Content starts

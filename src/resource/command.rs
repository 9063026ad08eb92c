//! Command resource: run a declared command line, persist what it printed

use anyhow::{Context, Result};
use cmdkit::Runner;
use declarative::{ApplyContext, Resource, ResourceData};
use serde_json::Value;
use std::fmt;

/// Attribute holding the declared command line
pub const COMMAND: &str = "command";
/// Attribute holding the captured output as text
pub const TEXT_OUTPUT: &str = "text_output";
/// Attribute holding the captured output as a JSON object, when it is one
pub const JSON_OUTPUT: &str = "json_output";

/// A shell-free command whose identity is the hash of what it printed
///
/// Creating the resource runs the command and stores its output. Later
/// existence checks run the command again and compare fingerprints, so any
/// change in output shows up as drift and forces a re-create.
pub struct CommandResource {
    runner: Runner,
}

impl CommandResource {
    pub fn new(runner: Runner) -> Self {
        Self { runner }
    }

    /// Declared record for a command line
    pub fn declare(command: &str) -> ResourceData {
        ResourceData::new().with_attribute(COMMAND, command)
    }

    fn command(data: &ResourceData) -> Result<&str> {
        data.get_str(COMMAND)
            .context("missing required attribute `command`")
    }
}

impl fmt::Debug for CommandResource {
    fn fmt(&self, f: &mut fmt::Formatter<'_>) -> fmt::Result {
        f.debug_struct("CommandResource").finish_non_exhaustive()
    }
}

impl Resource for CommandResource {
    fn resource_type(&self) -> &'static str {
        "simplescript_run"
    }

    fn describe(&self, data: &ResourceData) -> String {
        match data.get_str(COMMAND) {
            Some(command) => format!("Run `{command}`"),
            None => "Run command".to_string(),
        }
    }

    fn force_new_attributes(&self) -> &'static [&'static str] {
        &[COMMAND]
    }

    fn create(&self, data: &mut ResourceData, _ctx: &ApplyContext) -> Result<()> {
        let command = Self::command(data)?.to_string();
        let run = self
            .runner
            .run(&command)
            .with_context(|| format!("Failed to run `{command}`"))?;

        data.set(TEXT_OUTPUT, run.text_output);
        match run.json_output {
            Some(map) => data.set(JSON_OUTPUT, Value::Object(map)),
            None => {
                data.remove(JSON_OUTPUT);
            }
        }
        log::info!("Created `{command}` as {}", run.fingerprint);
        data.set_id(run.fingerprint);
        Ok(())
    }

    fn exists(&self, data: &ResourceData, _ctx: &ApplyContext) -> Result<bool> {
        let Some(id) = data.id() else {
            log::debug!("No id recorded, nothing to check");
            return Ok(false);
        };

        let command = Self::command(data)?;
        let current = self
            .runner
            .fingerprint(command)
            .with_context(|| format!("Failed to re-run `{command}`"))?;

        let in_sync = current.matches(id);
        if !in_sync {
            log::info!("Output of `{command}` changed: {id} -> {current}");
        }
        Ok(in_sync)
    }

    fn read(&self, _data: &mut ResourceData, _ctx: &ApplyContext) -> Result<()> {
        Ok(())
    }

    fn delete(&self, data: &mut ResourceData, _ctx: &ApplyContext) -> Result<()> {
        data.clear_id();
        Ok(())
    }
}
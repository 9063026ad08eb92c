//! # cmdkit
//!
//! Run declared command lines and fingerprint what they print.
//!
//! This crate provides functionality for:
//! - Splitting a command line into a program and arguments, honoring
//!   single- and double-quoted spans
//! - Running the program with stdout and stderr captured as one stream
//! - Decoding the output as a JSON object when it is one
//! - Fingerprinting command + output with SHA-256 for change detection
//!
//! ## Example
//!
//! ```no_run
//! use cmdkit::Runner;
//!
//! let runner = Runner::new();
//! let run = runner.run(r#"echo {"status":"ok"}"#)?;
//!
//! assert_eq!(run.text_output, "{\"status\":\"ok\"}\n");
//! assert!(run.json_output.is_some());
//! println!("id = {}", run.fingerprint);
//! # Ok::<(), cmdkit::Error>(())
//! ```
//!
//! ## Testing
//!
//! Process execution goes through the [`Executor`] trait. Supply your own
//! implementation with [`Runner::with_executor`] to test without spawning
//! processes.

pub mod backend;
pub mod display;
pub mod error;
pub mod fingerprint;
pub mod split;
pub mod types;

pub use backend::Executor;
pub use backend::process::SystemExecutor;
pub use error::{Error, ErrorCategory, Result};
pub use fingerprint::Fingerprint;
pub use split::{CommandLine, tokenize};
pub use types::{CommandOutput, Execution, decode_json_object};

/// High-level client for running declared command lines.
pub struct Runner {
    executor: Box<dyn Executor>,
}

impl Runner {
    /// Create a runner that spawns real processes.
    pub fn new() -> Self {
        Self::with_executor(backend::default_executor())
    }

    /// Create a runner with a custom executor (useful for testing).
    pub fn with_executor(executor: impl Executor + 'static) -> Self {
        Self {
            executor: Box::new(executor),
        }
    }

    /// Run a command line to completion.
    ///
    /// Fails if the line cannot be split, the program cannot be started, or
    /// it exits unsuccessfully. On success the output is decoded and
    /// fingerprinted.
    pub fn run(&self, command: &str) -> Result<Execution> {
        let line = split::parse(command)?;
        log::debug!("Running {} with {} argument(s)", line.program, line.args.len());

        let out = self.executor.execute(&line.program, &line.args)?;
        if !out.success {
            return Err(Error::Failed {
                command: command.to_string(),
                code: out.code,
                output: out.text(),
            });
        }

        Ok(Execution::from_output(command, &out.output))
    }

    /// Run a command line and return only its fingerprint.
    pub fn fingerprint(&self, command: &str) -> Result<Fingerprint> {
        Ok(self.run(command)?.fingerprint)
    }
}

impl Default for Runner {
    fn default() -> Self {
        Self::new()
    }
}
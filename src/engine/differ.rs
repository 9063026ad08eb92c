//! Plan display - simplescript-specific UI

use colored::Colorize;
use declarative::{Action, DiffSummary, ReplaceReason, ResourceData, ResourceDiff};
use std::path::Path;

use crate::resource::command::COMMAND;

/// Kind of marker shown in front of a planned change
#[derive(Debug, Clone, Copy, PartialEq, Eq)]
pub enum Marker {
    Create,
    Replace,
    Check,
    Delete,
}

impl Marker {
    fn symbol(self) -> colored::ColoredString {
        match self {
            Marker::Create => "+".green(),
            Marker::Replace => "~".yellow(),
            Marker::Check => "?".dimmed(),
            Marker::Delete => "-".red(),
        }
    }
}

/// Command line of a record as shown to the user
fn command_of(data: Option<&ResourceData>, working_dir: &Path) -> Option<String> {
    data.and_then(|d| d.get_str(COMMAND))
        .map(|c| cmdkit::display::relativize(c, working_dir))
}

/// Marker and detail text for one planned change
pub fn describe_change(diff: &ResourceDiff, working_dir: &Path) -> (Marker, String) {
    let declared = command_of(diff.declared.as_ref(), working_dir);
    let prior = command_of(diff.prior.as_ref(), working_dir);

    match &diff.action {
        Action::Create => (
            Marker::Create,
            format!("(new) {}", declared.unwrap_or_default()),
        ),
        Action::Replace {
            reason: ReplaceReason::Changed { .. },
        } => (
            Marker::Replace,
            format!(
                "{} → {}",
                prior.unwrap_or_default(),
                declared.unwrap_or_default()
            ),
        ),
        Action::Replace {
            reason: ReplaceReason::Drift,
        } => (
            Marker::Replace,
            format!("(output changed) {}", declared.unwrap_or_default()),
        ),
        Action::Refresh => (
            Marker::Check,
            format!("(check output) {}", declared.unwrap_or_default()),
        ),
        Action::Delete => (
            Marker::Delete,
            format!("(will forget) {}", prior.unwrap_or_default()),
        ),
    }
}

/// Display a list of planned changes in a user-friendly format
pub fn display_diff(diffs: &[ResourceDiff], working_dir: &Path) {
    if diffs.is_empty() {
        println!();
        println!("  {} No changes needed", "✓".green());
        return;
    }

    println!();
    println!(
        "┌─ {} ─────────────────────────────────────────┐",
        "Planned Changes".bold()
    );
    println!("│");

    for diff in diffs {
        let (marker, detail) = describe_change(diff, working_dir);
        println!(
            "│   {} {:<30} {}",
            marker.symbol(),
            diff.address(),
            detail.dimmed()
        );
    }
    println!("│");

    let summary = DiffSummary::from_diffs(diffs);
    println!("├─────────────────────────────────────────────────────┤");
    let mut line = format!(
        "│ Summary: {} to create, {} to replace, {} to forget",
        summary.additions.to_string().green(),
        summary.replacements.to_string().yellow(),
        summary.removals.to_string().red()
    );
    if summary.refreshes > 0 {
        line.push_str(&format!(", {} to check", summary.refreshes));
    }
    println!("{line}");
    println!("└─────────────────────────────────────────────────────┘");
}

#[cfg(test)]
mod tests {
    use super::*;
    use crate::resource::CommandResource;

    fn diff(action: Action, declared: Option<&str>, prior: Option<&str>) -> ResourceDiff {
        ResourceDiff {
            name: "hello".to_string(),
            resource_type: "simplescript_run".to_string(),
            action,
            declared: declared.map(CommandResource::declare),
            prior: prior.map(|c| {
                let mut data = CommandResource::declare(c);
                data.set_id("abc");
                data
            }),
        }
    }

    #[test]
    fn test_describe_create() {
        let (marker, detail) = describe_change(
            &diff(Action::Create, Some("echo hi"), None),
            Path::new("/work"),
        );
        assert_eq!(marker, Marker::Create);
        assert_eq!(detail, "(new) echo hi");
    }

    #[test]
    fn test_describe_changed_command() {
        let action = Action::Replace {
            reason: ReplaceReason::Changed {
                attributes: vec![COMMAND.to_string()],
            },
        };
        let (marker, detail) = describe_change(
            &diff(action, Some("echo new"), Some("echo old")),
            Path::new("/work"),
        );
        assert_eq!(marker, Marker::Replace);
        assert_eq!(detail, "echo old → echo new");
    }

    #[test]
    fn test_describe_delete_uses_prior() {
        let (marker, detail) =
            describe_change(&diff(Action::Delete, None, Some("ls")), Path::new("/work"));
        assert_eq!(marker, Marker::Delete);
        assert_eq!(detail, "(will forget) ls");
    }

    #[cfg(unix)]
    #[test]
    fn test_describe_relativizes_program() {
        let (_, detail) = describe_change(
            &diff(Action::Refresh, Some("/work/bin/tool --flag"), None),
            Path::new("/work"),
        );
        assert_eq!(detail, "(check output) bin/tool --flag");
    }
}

Content ends
Content starts

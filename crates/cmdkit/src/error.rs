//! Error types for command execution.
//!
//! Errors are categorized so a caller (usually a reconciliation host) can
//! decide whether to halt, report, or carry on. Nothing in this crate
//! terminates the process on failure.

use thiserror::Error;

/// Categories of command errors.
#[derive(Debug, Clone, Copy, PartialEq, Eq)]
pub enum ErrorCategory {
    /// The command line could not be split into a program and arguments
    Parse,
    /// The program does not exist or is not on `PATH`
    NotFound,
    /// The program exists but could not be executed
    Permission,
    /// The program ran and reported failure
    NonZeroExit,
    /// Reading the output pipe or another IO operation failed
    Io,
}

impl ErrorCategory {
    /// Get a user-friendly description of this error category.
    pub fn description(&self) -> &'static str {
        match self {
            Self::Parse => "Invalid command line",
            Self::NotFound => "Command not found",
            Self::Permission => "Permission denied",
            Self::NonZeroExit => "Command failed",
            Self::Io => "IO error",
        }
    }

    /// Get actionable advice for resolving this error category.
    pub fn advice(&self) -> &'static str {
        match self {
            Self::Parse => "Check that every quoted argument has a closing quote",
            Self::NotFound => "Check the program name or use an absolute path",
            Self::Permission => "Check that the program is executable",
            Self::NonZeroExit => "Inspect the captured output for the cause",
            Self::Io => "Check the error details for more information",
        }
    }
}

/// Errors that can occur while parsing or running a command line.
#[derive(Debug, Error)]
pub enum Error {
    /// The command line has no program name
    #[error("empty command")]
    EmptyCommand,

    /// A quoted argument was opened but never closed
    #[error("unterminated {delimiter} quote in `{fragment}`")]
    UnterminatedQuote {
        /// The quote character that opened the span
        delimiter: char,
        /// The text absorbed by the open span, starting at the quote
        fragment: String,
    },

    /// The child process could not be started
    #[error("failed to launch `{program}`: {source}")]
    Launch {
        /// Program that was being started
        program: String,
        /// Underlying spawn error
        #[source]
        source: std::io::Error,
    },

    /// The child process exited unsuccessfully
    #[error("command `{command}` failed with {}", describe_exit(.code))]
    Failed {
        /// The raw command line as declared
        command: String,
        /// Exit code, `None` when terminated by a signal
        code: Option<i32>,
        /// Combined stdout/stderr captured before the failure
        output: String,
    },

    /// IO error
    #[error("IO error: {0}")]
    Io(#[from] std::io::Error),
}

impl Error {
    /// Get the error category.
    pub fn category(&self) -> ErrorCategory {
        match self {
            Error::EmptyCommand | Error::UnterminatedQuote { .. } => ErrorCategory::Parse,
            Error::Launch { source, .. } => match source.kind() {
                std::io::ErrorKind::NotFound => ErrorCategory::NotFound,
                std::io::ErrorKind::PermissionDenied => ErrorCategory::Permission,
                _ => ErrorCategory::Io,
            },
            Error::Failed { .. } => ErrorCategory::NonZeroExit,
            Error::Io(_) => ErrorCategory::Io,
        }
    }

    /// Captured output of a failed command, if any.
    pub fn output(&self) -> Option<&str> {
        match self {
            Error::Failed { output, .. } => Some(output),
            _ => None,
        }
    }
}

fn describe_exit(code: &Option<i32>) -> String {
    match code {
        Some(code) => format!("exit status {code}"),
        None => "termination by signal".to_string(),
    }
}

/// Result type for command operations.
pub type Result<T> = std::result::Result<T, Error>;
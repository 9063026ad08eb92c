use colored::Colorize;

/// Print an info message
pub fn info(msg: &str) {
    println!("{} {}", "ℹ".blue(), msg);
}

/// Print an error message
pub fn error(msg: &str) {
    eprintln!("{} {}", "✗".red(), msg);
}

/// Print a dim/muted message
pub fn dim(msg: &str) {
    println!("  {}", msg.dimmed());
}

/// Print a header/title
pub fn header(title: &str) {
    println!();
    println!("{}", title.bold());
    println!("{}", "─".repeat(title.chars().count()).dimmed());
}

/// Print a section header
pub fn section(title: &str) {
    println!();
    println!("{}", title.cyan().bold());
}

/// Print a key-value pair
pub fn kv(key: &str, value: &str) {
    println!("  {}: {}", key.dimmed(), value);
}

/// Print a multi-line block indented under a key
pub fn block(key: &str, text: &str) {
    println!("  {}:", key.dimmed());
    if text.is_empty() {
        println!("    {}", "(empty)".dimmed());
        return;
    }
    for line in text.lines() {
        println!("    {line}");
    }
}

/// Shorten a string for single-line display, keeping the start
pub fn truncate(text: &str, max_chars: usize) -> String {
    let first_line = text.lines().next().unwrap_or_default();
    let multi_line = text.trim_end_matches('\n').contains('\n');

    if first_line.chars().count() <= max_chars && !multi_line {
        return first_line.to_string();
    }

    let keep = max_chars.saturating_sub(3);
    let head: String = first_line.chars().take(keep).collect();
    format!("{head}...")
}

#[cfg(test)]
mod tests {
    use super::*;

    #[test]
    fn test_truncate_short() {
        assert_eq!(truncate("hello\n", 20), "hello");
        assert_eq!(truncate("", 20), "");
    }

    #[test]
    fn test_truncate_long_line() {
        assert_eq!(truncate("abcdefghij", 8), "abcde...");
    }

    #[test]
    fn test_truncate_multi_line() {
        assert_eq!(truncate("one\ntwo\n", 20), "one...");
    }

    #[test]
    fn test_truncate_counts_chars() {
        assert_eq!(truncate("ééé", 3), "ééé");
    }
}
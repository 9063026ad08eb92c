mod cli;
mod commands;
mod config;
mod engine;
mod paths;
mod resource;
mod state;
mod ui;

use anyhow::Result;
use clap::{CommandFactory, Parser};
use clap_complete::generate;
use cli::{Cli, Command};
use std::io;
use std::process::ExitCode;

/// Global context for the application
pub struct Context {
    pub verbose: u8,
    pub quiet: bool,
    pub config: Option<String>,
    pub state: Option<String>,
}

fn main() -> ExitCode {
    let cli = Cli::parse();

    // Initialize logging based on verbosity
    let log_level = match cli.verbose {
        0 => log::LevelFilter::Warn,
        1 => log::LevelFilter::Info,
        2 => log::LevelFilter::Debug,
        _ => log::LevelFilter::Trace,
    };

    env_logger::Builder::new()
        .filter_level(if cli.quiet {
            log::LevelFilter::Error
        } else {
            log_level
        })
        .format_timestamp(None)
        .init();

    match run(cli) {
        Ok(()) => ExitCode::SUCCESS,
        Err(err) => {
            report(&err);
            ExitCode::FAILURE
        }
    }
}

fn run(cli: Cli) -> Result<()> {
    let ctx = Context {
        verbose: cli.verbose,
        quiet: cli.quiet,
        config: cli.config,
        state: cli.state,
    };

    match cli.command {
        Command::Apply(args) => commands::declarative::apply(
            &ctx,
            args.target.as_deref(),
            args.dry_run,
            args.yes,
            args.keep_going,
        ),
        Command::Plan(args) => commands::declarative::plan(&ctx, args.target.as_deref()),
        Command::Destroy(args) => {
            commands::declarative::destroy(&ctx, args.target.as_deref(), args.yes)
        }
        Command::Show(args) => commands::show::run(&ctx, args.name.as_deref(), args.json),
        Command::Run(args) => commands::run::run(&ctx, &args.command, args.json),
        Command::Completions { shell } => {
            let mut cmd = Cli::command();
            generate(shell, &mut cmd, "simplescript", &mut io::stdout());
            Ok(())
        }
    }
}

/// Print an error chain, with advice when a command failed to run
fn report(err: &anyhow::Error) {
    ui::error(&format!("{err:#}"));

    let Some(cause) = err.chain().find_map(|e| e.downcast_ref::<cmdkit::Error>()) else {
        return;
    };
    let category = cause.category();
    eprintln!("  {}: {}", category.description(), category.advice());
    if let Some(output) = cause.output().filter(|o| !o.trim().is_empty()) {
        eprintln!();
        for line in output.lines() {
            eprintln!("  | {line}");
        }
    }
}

Content ends

_What to produce_
From the records above, print only the lines between the one holding "one planned change" and the one holding "let summary = DiffSummary::from_diffs(diffs);", inclusive, exactly as they stand.

_Answer area_
/// Marker and detail text for one planned change
pub fn describe_change(diff: &ResourceDiff, working_dir: &Path) -> (Marker, String) {
    let declared = command_of(diff.declared.as_ref(), working_dir);
    let prior = command_of(diff.prior.as_ref(), working_dir);

    match &diff.action {
        Action::Create => (
            Marker::Create,
            format!("(new) {}", declared.unwrap_or_default()),
        ),
        Action::Replace {
            reason: ReplaceReason::Changed { .. },
        } => (
            Marker::Replace,
            format!(
                "{} → {}",
                prior.unwrap_or_default(),
                declared.unwrap_or_default()
            ),
        ),
        Action::Replace {
            reason: ReplaceReason::Drift,
        } => (
            Marker::Replace,
            format!("(output changed) {}", declared.unwrap_or_default()),
        ),
        Action::Refresh => (
            Marker::Check,
            format!("(check output) {}", declared.unwrap_or_default()),
        ),
        Action::Delete => (
            Marker::Delete,
            format!("(will forget) {}", prior.unwrap_or_default()),
        ),
    }
}

/// Display a list of planned changes in a user-friendly format
pub fn display_diff(diffs: &[ResourceDiff], working_dir: &Path) {
    if diffs.is_empty() {
        println!();
        println!("  {} No changes needed", "✓".green());
        return;
    }

    println!();
    println!(
        "┌─ {} ─────────────────────────────────────────┐",
        "Planned Changes".bold()
    );
    println!("│");

    for diff in diffs {
        let (marker, detail) = describe_change(diff, working_dir);
        println!(
            "│   {} {:<30} {}",
            marker.symbol(),
            diff.address(),
            detail.dimmed()
        );
    }
    println!("│");

    let summary = DiffSummary::from_diffs(diffs);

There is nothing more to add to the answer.